--- Material provided Enclosed Below ---

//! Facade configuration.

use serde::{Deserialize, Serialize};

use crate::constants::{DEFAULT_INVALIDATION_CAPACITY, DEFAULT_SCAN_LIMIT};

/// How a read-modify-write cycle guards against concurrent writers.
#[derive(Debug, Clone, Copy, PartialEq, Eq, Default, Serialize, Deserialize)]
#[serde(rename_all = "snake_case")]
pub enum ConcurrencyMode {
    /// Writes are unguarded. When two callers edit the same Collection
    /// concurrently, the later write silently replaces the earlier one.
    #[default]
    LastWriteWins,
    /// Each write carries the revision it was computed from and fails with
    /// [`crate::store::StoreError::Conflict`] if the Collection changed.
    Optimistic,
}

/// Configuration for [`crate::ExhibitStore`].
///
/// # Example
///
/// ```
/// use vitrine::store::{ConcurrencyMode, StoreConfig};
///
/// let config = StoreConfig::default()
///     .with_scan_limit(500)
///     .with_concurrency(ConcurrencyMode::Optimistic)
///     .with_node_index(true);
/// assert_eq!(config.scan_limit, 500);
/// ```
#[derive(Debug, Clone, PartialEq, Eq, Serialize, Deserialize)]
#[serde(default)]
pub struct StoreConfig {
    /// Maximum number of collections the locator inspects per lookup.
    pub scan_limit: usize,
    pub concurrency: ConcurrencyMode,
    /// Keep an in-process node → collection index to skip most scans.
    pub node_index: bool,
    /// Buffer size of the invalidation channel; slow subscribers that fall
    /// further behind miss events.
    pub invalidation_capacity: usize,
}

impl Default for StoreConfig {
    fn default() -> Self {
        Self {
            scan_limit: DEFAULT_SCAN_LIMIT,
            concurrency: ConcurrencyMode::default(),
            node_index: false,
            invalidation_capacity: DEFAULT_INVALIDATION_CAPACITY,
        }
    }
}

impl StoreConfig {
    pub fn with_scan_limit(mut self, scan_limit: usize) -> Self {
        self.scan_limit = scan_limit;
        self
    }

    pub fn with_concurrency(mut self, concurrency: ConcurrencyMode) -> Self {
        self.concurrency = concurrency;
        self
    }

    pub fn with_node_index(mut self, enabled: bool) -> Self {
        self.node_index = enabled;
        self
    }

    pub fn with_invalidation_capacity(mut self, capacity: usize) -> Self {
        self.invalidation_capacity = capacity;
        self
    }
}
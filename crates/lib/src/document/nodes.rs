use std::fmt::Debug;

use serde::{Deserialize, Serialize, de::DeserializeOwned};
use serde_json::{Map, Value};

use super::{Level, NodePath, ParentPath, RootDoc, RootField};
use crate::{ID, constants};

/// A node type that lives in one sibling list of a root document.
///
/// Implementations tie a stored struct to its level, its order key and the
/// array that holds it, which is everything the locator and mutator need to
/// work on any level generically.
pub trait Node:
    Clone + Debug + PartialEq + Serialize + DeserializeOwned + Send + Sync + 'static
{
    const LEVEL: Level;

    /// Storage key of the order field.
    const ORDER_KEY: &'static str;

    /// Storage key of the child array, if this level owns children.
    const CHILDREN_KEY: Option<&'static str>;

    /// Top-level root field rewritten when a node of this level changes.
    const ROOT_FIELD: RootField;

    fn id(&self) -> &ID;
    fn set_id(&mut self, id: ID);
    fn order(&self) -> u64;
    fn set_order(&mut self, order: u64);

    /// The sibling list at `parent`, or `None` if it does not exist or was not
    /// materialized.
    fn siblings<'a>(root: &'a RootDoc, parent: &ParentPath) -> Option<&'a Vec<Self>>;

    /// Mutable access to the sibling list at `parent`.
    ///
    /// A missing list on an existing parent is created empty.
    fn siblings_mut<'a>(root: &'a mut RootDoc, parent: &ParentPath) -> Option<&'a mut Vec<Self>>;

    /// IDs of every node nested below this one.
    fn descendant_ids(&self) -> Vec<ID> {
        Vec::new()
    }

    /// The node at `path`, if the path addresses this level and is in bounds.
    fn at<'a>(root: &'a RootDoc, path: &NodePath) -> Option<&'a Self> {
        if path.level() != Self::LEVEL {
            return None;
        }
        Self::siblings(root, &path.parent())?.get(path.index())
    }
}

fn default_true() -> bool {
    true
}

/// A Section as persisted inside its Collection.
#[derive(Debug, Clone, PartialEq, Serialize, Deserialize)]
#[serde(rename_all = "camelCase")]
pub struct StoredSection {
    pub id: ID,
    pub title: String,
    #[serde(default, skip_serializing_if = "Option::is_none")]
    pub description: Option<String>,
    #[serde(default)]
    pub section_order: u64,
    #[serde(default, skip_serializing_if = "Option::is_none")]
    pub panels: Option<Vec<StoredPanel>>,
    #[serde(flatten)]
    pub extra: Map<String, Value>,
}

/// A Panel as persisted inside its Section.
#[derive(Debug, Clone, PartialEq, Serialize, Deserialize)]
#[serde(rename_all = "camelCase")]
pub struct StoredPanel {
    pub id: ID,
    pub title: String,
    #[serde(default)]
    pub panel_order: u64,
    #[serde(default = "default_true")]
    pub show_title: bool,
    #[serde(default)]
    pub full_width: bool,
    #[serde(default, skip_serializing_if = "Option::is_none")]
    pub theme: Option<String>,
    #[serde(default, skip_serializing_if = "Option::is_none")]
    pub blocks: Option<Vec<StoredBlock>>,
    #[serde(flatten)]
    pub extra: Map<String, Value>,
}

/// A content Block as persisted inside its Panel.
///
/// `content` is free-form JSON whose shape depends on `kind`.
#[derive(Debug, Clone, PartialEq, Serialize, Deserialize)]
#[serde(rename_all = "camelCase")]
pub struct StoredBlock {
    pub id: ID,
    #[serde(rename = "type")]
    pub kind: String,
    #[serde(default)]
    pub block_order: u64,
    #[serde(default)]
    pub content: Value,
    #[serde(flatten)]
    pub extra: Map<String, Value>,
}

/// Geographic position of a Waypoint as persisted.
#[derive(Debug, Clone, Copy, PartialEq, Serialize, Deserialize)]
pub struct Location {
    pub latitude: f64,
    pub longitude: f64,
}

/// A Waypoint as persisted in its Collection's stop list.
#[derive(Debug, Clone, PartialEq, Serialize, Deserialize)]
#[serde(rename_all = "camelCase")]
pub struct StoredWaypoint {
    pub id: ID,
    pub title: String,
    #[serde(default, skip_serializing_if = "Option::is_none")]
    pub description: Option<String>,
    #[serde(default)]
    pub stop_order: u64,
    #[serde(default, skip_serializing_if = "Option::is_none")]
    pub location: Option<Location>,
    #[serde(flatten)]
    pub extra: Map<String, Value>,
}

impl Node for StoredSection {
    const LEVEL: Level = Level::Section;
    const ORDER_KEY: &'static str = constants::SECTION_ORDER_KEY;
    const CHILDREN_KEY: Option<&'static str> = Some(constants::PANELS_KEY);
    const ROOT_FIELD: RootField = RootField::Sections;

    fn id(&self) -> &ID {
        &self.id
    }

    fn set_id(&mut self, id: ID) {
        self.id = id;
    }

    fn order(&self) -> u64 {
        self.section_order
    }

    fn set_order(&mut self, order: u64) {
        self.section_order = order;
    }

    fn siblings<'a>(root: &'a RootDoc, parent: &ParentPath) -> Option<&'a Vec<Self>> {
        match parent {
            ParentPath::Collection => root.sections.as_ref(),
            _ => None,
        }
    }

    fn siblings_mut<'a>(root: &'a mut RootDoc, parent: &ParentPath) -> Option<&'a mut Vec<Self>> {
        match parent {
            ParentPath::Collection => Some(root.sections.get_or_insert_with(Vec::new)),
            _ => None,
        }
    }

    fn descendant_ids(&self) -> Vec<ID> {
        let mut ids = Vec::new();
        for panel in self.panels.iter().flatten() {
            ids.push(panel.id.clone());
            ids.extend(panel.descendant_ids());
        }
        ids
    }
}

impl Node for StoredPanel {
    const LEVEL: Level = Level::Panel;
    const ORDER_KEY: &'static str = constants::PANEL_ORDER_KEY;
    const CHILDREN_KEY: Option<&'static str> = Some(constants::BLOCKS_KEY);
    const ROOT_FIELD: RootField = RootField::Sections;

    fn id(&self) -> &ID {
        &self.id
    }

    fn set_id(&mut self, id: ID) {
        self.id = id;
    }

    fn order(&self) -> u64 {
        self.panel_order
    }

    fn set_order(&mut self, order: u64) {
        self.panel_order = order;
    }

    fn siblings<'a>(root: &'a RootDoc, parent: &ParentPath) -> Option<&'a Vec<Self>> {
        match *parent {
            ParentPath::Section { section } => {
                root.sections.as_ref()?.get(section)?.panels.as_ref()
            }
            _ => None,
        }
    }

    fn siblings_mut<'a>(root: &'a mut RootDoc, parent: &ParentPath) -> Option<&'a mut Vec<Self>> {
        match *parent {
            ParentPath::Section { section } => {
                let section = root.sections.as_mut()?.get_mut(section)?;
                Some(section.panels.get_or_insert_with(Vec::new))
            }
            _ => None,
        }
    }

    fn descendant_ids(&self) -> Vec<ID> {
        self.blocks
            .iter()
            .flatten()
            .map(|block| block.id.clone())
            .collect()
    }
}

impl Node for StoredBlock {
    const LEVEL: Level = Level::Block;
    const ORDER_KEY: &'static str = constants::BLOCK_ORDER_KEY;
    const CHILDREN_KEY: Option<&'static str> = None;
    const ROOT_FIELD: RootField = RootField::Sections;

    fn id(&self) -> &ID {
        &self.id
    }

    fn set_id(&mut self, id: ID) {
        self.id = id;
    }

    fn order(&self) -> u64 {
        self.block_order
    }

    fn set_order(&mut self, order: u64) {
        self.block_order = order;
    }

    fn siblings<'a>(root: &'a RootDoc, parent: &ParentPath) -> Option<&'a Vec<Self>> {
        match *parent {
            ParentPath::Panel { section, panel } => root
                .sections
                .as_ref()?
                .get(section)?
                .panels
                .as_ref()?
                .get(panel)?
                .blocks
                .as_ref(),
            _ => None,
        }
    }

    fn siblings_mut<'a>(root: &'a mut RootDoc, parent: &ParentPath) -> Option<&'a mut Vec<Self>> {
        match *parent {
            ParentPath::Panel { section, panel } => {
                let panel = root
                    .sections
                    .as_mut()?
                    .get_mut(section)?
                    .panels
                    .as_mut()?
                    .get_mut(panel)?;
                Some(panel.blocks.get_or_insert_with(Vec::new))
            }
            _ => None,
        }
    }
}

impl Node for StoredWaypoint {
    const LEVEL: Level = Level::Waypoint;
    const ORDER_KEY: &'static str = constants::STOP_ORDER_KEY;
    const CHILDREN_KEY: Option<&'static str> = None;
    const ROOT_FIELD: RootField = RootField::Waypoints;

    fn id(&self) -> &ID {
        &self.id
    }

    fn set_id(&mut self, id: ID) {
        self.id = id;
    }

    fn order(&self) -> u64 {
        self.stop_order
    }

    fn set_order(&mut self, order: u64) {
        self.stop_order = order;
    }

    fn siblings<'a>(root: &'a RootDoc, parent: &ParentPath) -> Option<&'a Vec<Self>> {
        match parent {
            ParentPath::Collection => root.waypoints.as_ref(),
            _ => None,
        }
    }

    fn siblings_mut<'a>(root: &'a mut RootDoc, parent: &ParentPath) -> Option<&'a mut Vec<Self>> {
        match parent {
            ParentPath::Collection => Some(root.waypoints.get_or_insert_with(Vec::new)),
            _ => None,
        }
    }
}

--- End of Enclosed Material provided ---

> [Required work]
Search the material for "document" and copy each matching line.

> [Reply to the task]
filename crates/lib/src/document/nodes.rs
/// A node type that lives in one sibling list of a root document.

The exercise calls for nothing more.